Professional ratings
Aggregate scores
| Source | Rating |
| Metacritic | 80/100 |
Review scores
| Source | Rating |
| AllMusic | Star |
| The A.V. Club | B+ |
| Blender | Star Half star |
| The Guardian | Star |
| Mojo | Star |
| Pitchfork | 8.0/10 |
| Q | Star |
| Rolling Stone | Star Half star |
| Spin | Star Half star |
| Uncut | Star |

==Background==
Zach Condon said about the name and inspiration for the album: "Back in the early 1900s...there used to be this hot air balloon festival in Paris—[the album's] titled after that and after this very bizarre 1910 photo I found [by Léon Gimpel]. It's one of the first color photos ever made, at the World's Fair, and it...shows all these ancient hot air balloons about to take off in the middle of Paris. I just thought it was the most surreal image I'd seen in a long time." He also said about the album sound: "I was listening to a lot of Jacques Brel and French chanson music—pop songs shrouded in big, glorious, over-the-top arrangements and all this drama—and that was in some sense unfamiliar territory to me. So I started buying new instruments and relying on things I wasn't necessarily comfortable with, like French horns and euphoniums, carrying these big, epic big brass parts that I used to do all on trumpets, and working with accordion and organ instead of all ukulele—very much throwing myself in the world of classical pop music, I guess you could say."

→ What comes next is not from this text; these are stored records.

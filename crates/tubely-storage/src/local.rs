use crate::traits::{validate_key, Storage, StorageError, StorageReader, StorageResult};
use crate::StorageBackend;
use async_trait::async_trait;
use std::ffi::OsString;
use std::path::{Path, PathBuf};
use tokio::fs;
use tokio::io::AsyncWriteExt;

/// Local filesystem storage implementation
///
/// Files land under `base_path` and are served by the HTTP layer under `base_url`.
#[derive(Clone)]
pub struct LocalStorage {
    base_path: PathBuf,
    base_url: String,
}

impl LocalStorage {
    /// Create a new LocalStorage instance
    ///
    /// # Arguments
    /// * `base_path` - Root directory for file storage (e.g., "./assets")
    /// * `base_url` - Base URL for serving files (e.g., "http://localhost:8091/assets")
    pub async fn new(base_path: impl Into<PathBuf>, base_url: String) -> StorageResult<Self> {
        let base_path = base_path.into();

        fs::create_dir_all(&base_path).await.map_err(|e| {
            StorageError::ConfigError(format!(
                "Failed to create storage directory {}: {}",
                base_path.display(),
                e
            ))
        })?;

        Ok(LocalStorage {
            base_path,
            base_url,
        })
    }

    /// Convert storage key to filesystem path with security validation
    fn key_to_path(&self, storage_key: &str) -> StorageResult<PathBuf> {
        validate_key(storage_key)?;

        let path = self.base_path.join(storage_key);
        if !path.starts_with(&self.base_path) {
            return Err(StorageError::InvalidKey(
                "Storage key resolves outside storage directory".to_string(),
            ));
        }

        Ok(path)
    }

    async fn ensure_parent_dir(&self, path: &Path) -> StorageResult<()> {
        if let Some(parent) = path.parent() {
            fs::create_dir_all(parent).await?;
        }
        Ok(())
    }

    async fn write_part(&self, part_path: &Path, reader: &mut StorageReader) -> StorageResult<u64> {
        let mut file = fs::File::create(part_path).await.map_err(|e| {
            StorageError::UploadFailed(format!("Failed to create file {}: {}", part_path.display(), e))
        })?;

        let bytes_copied = tokio::io::copy(reader, &mut file).await.map_err(|e| {
            StorageError::UploadFailed(format!(
                "Failed to write stream to file {}: {}",
                part_path.display(),
                e
            ))
        })?;

        file.flush().await?;
        file.sync_all().await.map_err(|e| {
            StorageError::UploadFailed(format!("Failed to sync file {}: {}", part_path.display(), e))
        })?;

        Ok(bytes_copied)
    }
}

/// `{path}.part`, where a file is written before being renamed into place.
fn part_path(path: &Path) -> PathBuf {
    let mut name = OsString::from(path.as_os_str());
    name.push(".part");
    PathBuf::from(name)
}

#[async_trait]
impl Storage for LocalStorage {
    async fn upload_stream(
        &self,
        storage_key: &str,
        _content_type: &str,
        mut reader: StorageReader,
    ) -> StorageResult<String> {
        let path = self.key_to_path(storage_key)?;
        let part_path = part_path(&path);
        let start = std::time::Instant::now();

        self.ensure_parent_dir(&path).await?;

        let bytes_copied = match self.write_part(&part_path, &mut reader).await {
            Ok(n) => n,
            Err(e) => {
                let _ = fs::remove_file(&part_path).await;
                return Err(e);
            }
        };

        if let Err(e) = fs::rename(&part_path, &path).await {
            let _ = fs::remove_file(&part_path).await;
            return Err(StorageError::UploadFailed(format!(
                "Failed to move file into place {}: {}",
                path.display(),
                e
            )));
        }

        let url = self.public_url(storage_key);

        tracing::info!(
            path = %path.display(),
            key = %storage_key,
            size_bytes = bytes_copied,
            duration_ms = start.elapsed().as_secs_f64() * 1000.0,
            "Local storage stream upload successful"
        );

        Ok(url)
    }

    fn public_url(&self, storage_key: &str) -> String {
        format!("{}/{}", self.base_url.trim_end_matches('/'), storage_key)
    }

    fn backend_type(&self) -> StorageBackend {
        StorageBackend::Local
    }
}

#[cfg(test)]
mod tests {
    use super::*;
    use std::io;
    use std::pin::Pin;
    use std::task::{Context, Poll};
    use tempfile::tempdir;
    use tokio::io::{AsyncRead, ReadBuf};

    fn reader(data: &[u8]) -> StorageReader {
        Box::pin(io::Cursor::new(data.to_vec()))
    }

    /// Yields a few bytes, then fails.
    struct BrokenReader {
        sent: bool,
    }

    impl AsyncRead for BrokenReader {
        fn poll_read(
            mut self: Pin<&mut Self>,
            _cx: &mut Context<'_>,
            buf: &mut ReadBuf<'_>,
        ) -> Poll<io::Result<()>> {
            if self.sent {
                return Poll::Ready(Err(io::Error::new(io::ErrorKind::ConnectionReset, "reset")));
            }
            self.sent = true;
            buf.put_slice(b"partial");
            Poll::Ready(Ok(()))
        }
    }

    #[tokio::test]
    async fn test_local_storage_upload_stream() {
        let dir = tempdir().unwrap();
        let storage = LocalStorage::new(dir.path(), "http://localhost:8091/assets/".to_string())
            .await
            .unwrap();

        let url = storage
            .upload_stream("abc.png", "image/png", reader(b"png bytes"))
            .await
            .unwrap();

        assert_eq!(url, "http://localhost:8091/assets/abc.png");
        assert_eq!(url, storage.public_url("abc.png"));
        assert_eq!(std::fs::read(dir.path().join("abc.png")).unwrap(), b"png bytes");
        assert!(!dir.path().join("abc.png.part").exists());
    }

    #[tokio::test]
    async fn test_nested_key_creates_directories() {
        let dir = tempdir().unwrap();
        let storage = LocalStorage::new(dir.path(), "http://localhost:8091/assets".to_string())
            .await
            .unwrap();

        storage
            .upload_stream("landscape/abc.mp4", "video/mp4", reader(b"mp4"))
            .await
            .unwrap();
        assert!(dir.path().join("landscape").join("abc.mp4").exists());
    }

    #[tokio::test]
    async fn test_failed_stream_leaves_nothing_behind() {
        let dir = tempdir().unwrap();
        let storage = LocalStorage::new(dir.path(), "http://localhost:8091/assets".to_string())
            .await
            .unwrap();

        let result = storage
            .upload_stream("abc.jpg", "image/jpeg", Box::pin(BrokenReader { sent: false }))
            .await;

        assert!(matches!(result, Err(StorageError::UploadFailed(_))));
        assert_eq!(std::fs::read_dir(dir.path()).unwrap().count(), 0);
    }

    #[tokio::test]
    async fn test_path_traversal_rejected() {
        let dir = tempdir().unwrap();
        let storage = LocalStorage::new(dir.path(), "http://localhost:8091/assets".to_string())
            .await
            .unwrap();

        let result = storage
            .upload_stream("../../../etc/passwd", "image/png", reader(b"x"))
            .await;
        assert!(matches!(result, Err(StorageError::InvalidKey(_))));

        let result = storage.upload_stream("/etc/passwd", "image/png", reader(b"x")).await;
        assert!(matches!(result, Err(StorageError::InvalidKey(_))));
    }

    #[test]
    fn test_part_path_appends_suffix() {
        assert_eq!(
            part_path(Path::new("/srv/assets/landscape/abc.mp4")),
            PathBuf::from("/srv/assets/landscape/abc.mp4.part")
        );
    }

    #[cfg(unix)]
    #[test]
    fn test_part_path_keeps_non_utf8_bytes() {
        use std::ffi::OsStr;
        use std::os::unix::ffi::OsStrExt;

        let path = Path::new(OsStr::from_bytes(b"/srv/assets-\xff/abc.png"));
        let part = part_path(path);
        assert_eq!(part.as_os_str().as_bytes(), b"/srv/assets-\xff/abc.png.part");
    }
}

According to the program notes given out during Beirut's performance at The Society for Ethical Culture in New York on September 24, 2007, each song on the album is intended to evoke a different French city (although Guaymas, Sonora is a Mexican city).

The album's second track, Nantes, was sampled on the 2012 10 Day mixtape from American rapper Chance the Rapper.

==Track listing==

| No. | Title | Writer(s) | Length |
|---|---|---|---|
| 1. | "A Call to Arms" |  | 0:18 |
| 2. | "Nantes" |  | 3:50 |
| 3. | "A Sunday Smile" |  | 3:35 |
| 4. | "Guyamas Sonora" |  | 3:31 |
| 5. | "La Banlieue" |  | 1:57 |
| 6. | "Cliquot" | Zach Condon; Owen Pallett; | 3:51 |
| 7. | "The Penalty" |  | 2:22 |
| 8. | "Forks and Knives (La Fête)" |  | 3:33 |
| 9. | "In the Mausoleum" |  | 3:10 |
| 10. | "Un Dernier Verre (Pour la Route)" | Condon; Kendrick Strauch; | 2:51 |
| 11. | "Cherbourg" |  | 3:33 |
| 12. | "St. Apollonia" |  | 2:58 |
| 13. | "The Flying Club Cup" |  | 3:05 |
| Total length: |  |  | 38:35 |

== Artwork ==
The cover photograph was taken in Brittany, France during the 1930s. It shows the Trestraou beach in the city of Perros-Guirec.

==Videos==
The whole album has been shot by La Blogothèque in Brooklyn. Each track filmed as a Take Away Show , available on the site of the album.

==Charts==

===Weekly charts===

| Chart (2007–2008) | Peak position |
|---|---|
| Belgian Albums (Ultratop Flanders) | 3 |
| Belgian Albums (Ultratop Wallonia) | 65 |
| Dutch Albums (Album Top 100) | 54 |
| French Albums (SNEP) | 64 |
| Irish Albums (IRMA) | 51 |
| Swiss Albums (Schweizer Hitparade) | 94 |
| UK Albums (Official Charts) | 69 |
| US Billboard 200 | 118 |
| US Independent Albums (Billboard) | 9 |
| US Indie Store Album Sales (Billboard) | 6 |

===Year-end charts===

| Chart (2008) | Position |
|---|---|
| Belgian Albums (Ultratop Flanders) | 14 |

==Certifications==

| Region | Certification | Certified units/sales |
| Belgium (BRMA) | Gold | 15,000^{*} |
^{*} Sales figures based on certification alone.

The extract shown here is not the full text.